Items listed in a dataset
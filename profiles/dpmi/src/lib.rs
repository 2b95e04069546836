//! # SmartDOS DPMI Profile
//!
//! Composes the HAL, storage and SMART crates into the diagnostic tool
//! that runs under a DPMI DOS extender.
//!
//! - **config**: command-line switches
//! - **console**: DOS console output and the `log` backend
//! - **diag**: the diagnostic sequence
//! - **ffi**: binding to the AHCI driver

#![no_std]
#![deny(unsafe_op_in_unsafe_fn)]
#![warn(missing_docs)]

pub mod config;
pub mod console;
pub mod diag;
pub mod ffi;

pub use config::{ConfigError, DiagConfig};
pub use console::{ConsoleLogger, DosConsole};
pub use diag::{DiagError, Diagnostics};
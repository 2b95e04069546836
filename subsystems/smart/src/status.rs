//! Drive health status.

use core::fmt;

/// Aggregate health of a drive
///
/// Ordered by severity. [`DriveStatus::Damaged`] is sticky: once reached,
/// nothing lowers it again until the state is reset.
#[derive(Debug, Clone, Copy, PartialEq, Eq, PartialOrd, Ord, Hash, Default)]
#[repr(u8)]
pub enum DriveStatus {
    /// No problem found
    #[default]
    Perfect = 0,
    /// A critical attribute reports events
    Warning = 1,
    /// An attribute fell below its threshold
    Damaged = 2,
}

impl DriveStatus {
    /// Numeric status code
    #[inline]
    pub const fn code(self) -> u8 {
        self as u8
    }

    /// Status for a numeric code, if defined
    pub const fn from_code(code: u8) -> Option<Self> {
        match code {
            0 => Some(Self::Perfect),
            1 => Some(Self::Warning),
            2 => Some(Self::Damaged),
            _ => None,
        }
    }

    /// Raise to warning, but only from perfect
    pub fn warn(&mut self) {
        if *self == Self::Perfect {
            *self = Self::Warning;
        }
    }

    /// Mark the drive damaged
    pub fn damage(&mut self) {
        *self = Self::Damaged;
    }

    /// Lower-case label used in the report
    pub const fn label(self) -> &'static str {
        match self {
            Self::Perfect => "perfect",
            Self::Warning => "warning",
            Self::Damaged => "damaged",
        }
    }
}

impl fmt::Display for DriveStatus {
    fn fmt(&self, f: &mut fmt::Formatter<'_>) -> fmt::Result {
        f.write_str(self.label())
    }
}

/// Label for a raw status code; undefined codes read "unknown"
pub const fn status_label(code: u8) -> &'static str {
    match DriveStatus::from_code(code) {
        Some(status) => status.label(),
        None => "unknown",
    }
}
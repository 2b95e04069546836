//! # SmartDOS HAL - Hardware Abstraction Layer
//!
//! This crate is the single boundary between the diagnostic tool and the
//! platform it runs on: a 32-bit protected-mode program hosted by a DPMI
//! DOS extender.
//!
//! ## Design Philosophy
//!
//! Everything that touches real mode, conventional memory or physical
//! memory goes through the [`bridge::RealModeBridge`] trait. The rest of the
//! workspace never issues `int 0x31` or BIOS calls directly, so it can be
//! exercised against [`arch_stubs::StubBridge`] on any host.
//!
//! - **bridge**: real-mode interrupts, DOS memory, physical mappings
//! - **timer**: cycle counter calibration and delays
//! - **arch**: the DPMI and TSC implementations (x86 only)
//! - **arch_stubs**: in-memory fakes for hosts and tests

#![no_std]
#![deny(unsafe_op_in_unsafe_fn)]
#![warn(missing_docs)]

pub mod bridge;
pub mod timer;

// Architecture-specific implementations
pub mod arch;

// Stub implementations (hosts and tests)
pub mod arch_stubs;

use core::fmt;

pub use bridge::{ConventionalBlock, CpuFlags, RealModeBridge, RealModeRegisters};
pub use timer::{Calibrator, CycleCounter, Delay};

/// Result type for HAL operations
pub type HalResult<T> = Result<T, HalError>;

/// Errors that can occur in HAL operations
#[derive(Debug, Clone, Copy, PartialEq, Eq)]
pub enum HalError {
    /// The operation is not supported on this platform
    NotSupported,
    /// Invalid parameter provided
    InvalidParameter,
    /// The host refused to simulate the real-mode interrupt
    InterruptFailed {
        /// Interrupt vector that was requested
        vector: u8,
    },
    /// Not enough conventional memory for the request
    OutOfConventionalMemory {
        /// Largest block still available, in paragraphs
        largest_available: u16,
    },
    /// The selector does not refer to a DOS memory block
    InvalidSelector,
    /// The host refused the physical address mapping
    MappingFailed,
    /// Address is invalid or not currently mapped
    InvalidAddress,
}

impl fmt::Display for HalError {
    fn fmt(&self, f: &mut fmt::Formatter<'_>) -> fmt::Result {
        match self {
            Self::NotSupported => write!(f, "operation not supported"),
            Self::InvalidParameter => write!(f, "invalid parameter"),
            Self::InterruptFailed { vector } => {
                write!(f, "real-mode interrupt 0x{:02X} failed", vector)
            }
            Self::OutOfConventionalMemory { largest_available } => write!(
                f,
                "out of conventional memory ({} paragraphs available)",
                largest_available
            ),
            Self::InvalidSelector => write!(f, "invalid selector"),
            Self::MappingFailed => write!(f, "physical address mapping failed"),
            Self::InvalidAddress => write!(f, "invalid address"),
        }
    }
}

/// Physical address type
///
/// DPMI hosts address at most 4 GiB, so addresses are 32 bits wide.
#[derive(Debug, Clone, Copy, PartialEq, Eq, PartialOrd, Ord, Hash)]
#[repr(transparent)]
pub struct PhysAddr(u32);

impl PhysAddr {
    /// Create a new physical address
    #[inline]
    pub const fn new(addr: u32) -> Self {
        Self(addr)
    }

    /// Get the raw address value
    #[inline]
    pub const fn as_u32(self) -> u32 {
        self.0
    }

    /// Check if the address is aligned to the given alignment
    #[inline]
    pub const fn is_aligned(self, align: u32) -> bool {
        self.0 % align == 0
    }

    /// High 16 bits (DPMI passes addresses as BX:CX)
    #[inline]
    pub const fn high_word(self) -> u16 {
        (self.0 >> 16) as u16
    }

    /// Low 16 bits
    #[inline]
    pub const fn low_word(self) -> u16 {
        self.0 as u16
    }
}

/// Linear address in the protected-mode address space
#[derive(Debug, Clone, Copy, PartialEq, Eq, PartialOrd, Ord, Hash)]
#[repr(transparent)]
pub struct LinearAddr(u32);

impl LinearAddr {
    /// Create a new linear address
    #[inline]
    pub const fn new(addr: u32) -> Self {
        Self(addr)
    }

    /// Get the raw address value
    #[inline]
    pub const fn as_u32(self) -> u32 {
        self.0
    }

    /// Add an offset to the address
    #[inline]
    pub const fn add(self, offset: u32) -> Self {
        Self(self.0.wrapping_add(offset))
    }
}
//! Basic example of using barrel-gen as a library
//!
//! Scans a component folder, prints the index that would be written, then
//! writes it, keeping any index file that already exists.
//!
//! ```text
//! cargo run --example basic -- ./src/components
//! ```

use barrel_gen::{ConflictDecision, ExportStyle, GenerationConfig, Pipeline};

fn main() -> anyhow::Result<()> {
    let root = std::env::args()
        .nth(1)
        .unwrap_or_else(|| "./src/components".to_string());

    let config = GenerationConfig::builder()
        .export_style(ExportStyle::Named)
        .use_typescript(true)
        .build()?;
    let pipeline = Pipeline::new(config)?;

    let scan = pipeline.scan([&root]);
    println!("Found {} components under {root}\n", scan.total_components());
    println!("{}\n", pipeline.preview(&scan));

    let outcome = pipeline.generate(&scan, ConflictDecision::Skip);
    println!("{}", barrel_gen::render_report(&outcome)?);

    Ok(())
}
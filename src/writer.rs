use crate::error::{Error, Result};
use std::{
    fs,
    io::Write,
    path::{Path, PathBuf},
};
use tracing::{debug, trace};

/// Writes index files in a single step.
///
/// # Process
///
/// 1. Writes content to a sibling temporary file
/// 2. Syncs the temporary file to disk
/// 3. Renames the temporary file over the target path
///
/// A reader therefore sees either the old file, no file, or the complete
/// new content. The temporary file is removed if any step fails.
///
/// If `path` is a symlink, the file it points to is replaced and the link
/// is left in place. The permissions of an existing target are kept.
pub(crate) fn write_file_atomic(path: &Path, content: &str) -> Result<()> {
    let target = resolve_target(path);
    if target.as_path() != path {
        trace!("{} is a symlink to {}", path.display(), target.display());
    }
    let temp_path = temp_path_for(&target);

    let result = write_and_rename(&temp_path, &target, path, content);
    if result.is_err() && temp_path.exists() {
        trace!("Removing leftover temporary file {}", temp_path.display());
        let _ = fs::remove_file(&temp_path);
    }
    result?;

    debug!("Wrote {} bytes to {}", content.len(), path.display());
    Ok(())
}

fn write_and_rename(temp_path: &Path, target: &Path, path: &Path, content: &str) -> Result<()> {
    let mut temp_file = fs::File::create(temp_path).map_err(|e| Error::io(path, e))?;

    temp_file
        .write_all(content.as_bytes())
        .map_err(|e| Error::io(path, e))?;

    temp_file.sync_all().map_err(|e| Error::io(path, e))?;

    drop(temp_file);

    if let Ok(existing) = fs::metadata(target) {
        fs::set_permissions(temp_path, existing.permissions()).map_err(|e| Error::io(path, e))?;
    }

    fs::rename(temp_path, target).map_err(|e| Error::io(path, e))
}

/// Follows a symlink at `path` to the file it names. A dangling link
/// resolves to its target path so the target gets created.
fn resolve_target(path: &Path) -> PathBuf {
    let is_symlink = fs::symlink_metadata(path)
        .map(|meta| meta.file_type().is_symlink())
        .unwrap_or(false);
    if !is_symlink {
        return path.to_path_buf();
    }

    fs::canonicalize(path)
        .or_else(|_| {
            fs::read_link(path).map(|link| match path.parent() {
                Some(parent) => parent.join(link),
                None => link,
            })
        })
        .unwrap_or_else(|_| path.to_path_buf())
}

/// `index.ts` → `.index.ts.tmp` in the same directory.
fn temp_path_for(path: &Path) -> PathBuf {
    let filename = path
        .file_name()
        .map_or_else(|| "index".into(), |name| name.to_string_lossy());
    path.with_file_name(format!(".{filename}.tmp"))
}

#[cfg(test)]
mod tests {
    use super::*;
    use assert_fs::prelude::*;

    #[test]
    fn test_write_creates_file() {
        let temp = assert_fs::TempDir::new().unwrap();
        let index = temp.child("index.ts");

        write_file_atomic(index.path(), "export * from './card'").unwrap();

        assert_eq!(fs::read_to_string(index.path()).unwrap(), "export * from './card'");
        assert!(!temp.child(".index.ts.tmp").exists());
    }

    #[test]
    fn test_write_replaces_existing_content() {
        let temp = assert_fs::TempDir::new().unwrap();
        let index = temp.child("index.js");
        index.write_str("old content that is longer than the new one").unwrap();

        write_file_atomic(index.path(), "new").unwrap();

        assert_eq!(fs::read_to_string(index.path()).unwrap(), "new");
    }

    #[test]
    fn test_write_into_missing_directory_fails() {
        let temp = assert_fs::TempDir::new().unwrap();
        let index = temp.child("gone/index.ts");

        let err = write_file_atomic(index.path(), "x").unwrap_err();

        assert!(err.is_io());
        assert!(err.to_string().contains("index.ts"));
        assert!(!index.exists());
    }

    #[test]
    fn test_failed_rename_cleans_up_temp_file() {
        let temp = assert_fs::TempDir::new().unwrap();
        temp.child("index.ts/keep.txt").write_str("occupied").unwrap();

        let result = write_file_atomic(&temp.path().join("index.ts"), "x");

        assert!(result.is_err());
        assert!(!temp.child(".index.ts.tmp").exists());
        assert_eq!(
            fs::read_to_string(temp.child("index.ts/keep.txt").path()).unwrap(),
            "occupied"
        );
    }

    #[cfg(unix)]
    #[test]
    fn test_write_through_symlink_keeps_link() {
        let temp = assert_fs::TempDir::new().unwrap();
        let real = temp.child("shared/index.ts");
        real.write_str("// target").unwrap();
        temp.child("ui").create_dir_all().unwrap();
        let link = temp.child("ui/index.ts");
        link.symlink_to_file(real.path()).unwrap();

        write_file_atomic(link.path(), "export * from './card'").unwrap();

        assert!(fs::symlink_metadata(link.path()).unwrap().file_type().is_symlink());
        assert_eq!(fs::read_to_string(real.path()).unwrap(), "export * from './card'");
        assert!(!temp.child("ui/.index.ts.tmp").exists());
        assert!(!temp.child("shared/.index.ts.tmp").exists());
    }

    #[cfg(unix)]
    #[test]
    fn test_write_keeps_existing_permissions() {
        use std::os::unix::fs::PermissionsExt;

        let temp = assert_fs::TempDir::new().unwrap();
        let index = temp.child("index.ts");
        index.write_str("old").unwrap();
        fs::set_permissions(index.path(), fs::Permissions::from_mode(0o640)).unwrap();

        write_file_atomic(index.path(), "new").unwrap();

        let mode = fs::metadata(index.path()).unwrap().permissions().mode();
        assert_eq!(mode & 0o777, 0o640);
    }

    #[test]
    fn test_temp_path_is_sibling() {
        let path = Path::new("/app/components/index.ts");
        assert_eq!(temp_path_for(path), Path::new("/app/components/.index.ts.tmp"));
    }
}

TO DO: Reproduce each line from the records that contains the word "refused".

SOLVED EXERCISE:
    /// The host refused to simulate the real-mode interrupt
    /// The host refused the physical address mapping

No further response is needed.